Centralization and Decentralization? Description
An organization has to make strategic and operational decisions. Where
and by whom should these decisions be made? And: how should the organization
structure be adapted? Centralization and Decentralization are two opposite
ways to transfer decision-making power and to change the organizational structure
of organizations accordingly.
Centralization:
- Definition: The process of transferring and assigning decision-making
authority to higher levels of an organizational hierarchy.
- In a centralized organization, the decision-making has been moved to
higher levels or tiers of the organization, such as a head office, or a corporate
center.
- Knowledge, information and ideas are concentrated at the top, and decisions
are cascaded down the organization.
- The span of control of top managers is relatively broad, and there are
relatively many tiers in the organization.
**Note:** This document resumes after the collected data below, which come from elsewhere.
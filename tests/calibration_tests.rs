//! Calibration-mode dispatch and simulate-only attempts.

use std::sync::Arc;

use rust_decimal_macros::dec;
use solarb::domain::{Leg, PoolId, Venue};
use solarb::engine::{Dispatch, Scheduler};
use solarb::testkit::{pool, ContextBuilder, ScriptedLedger, ScriptedVenue};

#[tokio::test]
async fn calibration_mode_simulates_the_top_route_without_spending() {
    // Best pairing loses 1%, so nothing should execute for real; calibration
    // mode still runs it simulate-only and corrects the model from fresh
    // quotes (0.99x of both estimates).
    let orca = Arc::new(ScriptedVenue::new(Venue::Orca).with_quotes(vec![dec!(0.00495)]));
    let raydium = Arc::new(ScriptedVenue::new(Venue::Raydium).with_quotes(vec![dec!(4.9005)]));
    let ledger = Arc::new(ScriptedLedger::new());

    let engine = ContextBuilder::new()
        .with_tokens(&["ETH"])
        .with_pool(pool("ORCA_USDC_ETH", dec!(0.001), dec!(980)))
        .with_pool(pool("RAYDIUM_USDC_ETH", dec!(0.00097), dec!(990)))
        .with_venue(orca.clone())
        .with_venue(raydium.clone())
        .with_ledger(ledger.clone())
        .with_calibration_mode()
        .build();

    Scheduler::new(engine.ctx.clone()).tick().await;

    // Fresh quotes were taken, no instructions built, nothing submitted.
    assert_eq!(orca.quote_count(), 1);
    assert_eq!(raydium.quote_count(), 1);
    assert_eq!(orca.build_count(), 0);
    assert_eq!(raydium.build_count(), 0);
    assert_eq!(ledger.submit_count(), 0);

    let first = PoolId::from("ORCA_USDC_ETH");
    let second = PoolId::from("RAYDIUM_USDC_ETH");
    assert_eq!(engine.slippage.factor(&first, Leg::First), dec!(0.99));
    assert_eq!(engine.slippage.factor(&second, Leg::Second), dec!(0.99));
    assert_eq!(engine.store.get(&first, Leg::First), Some(dec!(0.99)));

    assert!(engine.notifier.events().is_empty());
    assert!(engine.audit.records().is_empty());
}

#[tokio::test]
async fn profitable_routes_execute_even_in_calibration_mode() {
    let engine = ContextBuilder::new()
        .with_calibration_mode()
        .build();
    let scheduler = Scheduler::new(engine.ctx);

    assert_eq!(scheduler.plan(0, dec!(0.004)), Dispatch::Execute);
    assert_eq!(scheduler.plan(7, dec!(0.004)), Dispatch::Execute);
}

#[tokio::test]
async fn top_two_ranks_are_always_promoted_at_or_below_threshold() {
    let engine = ContextBuilder::new()
        .with_calibration_mode()
        .build();
    let scheduler = Scheduler::new(engine.ctx);

    assert_eq!(scheduler.plan(0, dec!(0)), Dispatch::Simulate);
    assert_eq!(scheduler.plan(1, dec!(-0.01)), Dispatch::Simulate);
}

#[tokio::test]
async fn lower_ranks_are_promoted_probabilistically() {
    let engine = ContextBuilder::new()
        .with_calibration_mode()
        .build();
    let scheduler = Scheduler::new(engine.ctx);

    let mut simulated = 0;
    let mut skipped = 0;
    for _ in 0..500 {
        match scheduler.plan(5, dec!(-0.01)) {
            Dispatch::Simulate => simulated += 1,
            Dispatch::Skip => skipped += 1,
            Dispatch::Execute => panic!("unprofitable route must never execute"),
        }
    }
    assert!(simulated > 0);
    assert!(skipped > 0);
}

#[tokio::test]
async fn without_calibration_mode_unprofitable_ranks_are_skipped() {
    let engine = ContextBuilder::new().build();
    let scheduler = Scheduler::new(engine.ctx);

    assert_eq!(scheduler.plan(0, dec!(0)), Dispatch::Skip);
    assert_eq!(scheduler.plan(3, dec!(-0.02)), Dispatch::Skip);
}
use std::path::PathBuf;

use clap::{Parser, Subcommand};

/// Manage releases.
#[derive(Subcommand)]
pub enum Release {
    #[command(alias = "new")]
    Create(Create),
}

/// Create a release.
///
/// Package versions and git references default to what the server proposes, and can be changed
/// with override strings.
/// Package overrides look like `PackageIdOrStepName:Version` or
/// `PackageIdOrStepName:PackageReferenceName:Version`; `*` matches everything.
/// Git resource overrides look like `StepName:GitRef` or `StepName:GitResourceName:GitRef`;
/// a `*` git ref selects the step's default branch and a `*` git resource name targets every
/// git resource of the step.
#[derive(Parser, Debug, Default)]
pub struct Create {
    /// Name or ID of the project to create the release in.
    #[arg(long, short = 'p')]
    pub project: Option<String>,

    /// Name of the channel to use.
    #[arg(long, short = 'c')]
    pub channel: Option<String>,

    /// Override the release version.
    #[arg(long, short = 'v')]
    pub version: Option<String>,

    /// Default version to use for all packages.
    #[arg(long)]
    pub package_version: Option<String>,

    /// Version specification for a package; may be given multiple times.
    #[arg(long = "package", value_name = "OVERRIDE")]
    pub packages: Vec<String>,

    /// Git reference for a git resource; may be given multiple times.
    #[arg(long = "git-resource", value_name = "OVERRIDE")]
    pub git_resources: Vec<String>,

    /// Git reference to use when loading a version-controlled deployment process.
    #[arg(long, short = 'r')]
    pub git_ref: Option<String>,

    /// Git commit to use together with --git-ref.
    #[arg(long)]
    pub git_commit: Option<String>,

    /// Release notes.
    #[arg(long, short = 'n')]
    pub release_notes: Option<String>,

    /// Read the release notes from a file.
    #[arg(long, value_name = "FILE", conflicts_with = "release_notes")]
    pub release_notes_file: Option<PathBuf>,

    /// Don't fail if a release with the same version already exists.
    #[arg(long, short = 'x')]
    pub ignore_existing: bool,

    /// Allow versions that violate the channel's version rules.
    #[arg(long)]
    pub ignore_channel_rules: bool,
}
Compare:
Fayol.
Decentralization:
- Definition: The process of transferring and assigning decision-making
authority to lower levels of an organizational hierarchy.
- In a decentralized organization, the decision-making has been moved
to lower levels or tiers of the organization, such as divisions, branches,
departments or subsidiaries.
- Knowledge, information and ideas are flowing from the bottom to the
top of the organization.
- The span of control of top managers is relatively small, and there are
relatively few tiers in the organization, because there is more autonomy
in the lower ranks.
Three Forms of decentralization
- Deconcentration. The weakest form of decentralization. Decision
making authority is redistributed to lower or regional levels of the same
central organization.
- Delegation. A more extensive form of decentralization. Through
delegation the responsibility for decision-making is transferred to semi-autonomous
organizations not wholly controlled by the central organization, but ultimately
accountable to it.
- Devolution. A third type of decentralization is devolution. The
authority for decision-making is transferred completely to autonomous organizational
units.
Strengths of Centralization. Characteristics
-
Philosophy / emphasis on: top-down control,
leadership, vision, strategy.
-
Decision-making: strong, authoritarian,
visionary, charismatic.
- Organizational change: shaped by top, vision
of leader.
- Execution: decisive, fast, coordinated. Able to respond quickly to
major issues and changes.
- Uniformity. Low risk of dissent or conflicts between parts of the organization.
Strengths of Decentralization. Characteristics
- Philosophy / emphasis on: bottom-up, political,
cultural and
learning dynamics.
- Decision-making: democratic, participative,
detailed.
- Organizational change: emerging from interactions,
organizational dynamics.
- Execution: evolutionary, emergent. Flexible to adapt to minor issues
and changes.
- Participation, accountability. Low risk of not-invented-here behavior.